WHAT THE TASK ASKS: Looking at the entries below, state how many lines contain the word "other". Give the number alone.

[Records from a data collection]
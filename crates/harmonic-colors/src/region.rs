//! Pixel rectangles and the four split presets.

use std::fmt;
use std::str::FromStr;

/// Default position, as a fraction of the split axis, where the text area
/// starts.
pub const DEFAULT_TEXT_START_FRACTION: f32 = 0.4;

/// Image dimensions in pixels.
#[derive(Debug, Clone, Copy, PartialEq, Eq)]
#[cfg_attr(feature = "serde", derive(serde::Serialize, serde::Deserialize))]
pub struct ImageSize {
    pub width: u32,
    pub height: u32,
}

impl ImageSize {
    pub const fn new(width: u32, height: u32) -> Self {
        Self { width, height }
    }

    pub fn area(&self) -> u64 {
        self.width as u64 * self.height as u64
    }

    /// The rectangle covering the whole image.
    pub fn bounds(&self) -> Rect {
        Rect::new(0, 0, self.width, self.height)
    }
}

/// Pixel bounds; `right` and `bottom` are exclusive.
#[derive(Debug, Clone, Copy, PartialEq, Eq)]
#[cfg_attr(feature = "serde", derive(serde::Serialize, serde::Deserialize))]
pub struct Rect {
    pub left: u32,
    pub top: u32,
    pub right: u32,
    pub bottom: u32,
}

impl Rect {
    pub const fn new(left: u32, top: u32, right: u32, bottom: u32) -> Self {
        Self {
            left,
            top,
            right,
            bottom,
        }
    }

    pub fn width(&self) -> u32 {
        self.right.saturating_sub(self.left)
    }

    pub fn height(&self) -> u32 {
        self.bottom.saturating_sub(self.top)
    }

    pub fn area(&self) -> u64 {
        self.width() as u64 * self.height() as u64
    }

    pub fn is_empty(&self) -> bool {
        self.width() == 0 || self.height() == 0
    }

    /// Overlap of two rectangles; may be empty.
    pub fn intersect(&self, other: &Rect) -> Rect {
        Rect {
            left: self.left.max(other.left),
            top: self.top.max(other.top),
            right: self.right.min(other.right),
            bottom: self.bottom.min(other.bottom),
        }
    }

    /// Restrict to the image bounds. Returns `None` when nothing is left.
    pub fn clamp_to(&self, size: ImageSize) -> Option<Rect> {
        let clamped = self.intersect(&size.bounds());
        (!clamped.is_empty()).then_some(clamped)
    }
}

impl fmt::Display for Rect {
    fn fmt(&self, f: &mut fmt::Formatter<'_>) -> fmt::Result {
        write!(
            f,
            "[{}, {}, {}, {}]",
            self.left, self.top, self.right, self.bottom
        )
    }
}

/// Which side of the image the background sits on.
///
/// The background region is that half of the image; the text region runs
/// from the text-start fraction towards the opposite edge.
#[derive(Debug, Clone, Copy, PartialEq, Eq)]
#[cfg_attr(feature = "serde", derive(serde::Serialize, serde::Deserialize))]
#[cfg_attr(feature = "serde", serde(rename_all = "lowercase"))]
pub enum Side {
    Left,
    Top,
    Right,
    Bottom,
}

impl Side {
    /// `(background, foreground)` regions for an image of `size`.
    ///
    /// ```
    /// use harmonic_colors::{ImageSize, Rect, Side};
    ///
    /// let (bg, fg) = Side::Left.regions(ImageSize::new(200, 100), 0.4);
    /// assert_eq!(bg, Rect::new(0, 0, 100, 100));
    /// assert_eq!(fg, Rect::new(80, 0, 200, 100));
    /// ```
    pub fn regions(self, size: ImageSize, fraction: f32) -> (Rect, Rect) {
        let ImageSize { width: w, height: h } = size;
        let along_width = (w as f32 * fraction) as u32;
        let along_height = (h as f32 * fraction) as u32;

        match self {
            Side::Left => (Rect::new(0, 0, w / 2, h), Rect::new(along_width, 0, w, h)),
            Side::Top => (Rect::new(0, 0, w, h / 2), Rect::new(0, along_height, w, h)),
            Side::Right => (Rect::new(w / 2, 0, w, h), Rect::new(0, 0, along_width, h)),
            Side::Bottom => (Rect::new(0, h / 2, w, h), Rect::new(0, 0, w, along_height)),
        }
    }
}

impl FromStr for Side {
    type Err = String;

    fn from_str(s: &str) -> Result<Self, Self::Err> {
        match s.trim().to_ascii_lowercase().as_str() {
            "left" => Ok(Side::Left),
            "top" => Ok(Side::Top),
            "right" => Ok(Side::Right),
            "bottom" => Ok(Side::Bottom),
            other => Err(format!("unknown side '{other}' (expected left, top, right or bottom)")),
        }
    }
}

ANSWER TO THE EXERCISE: 6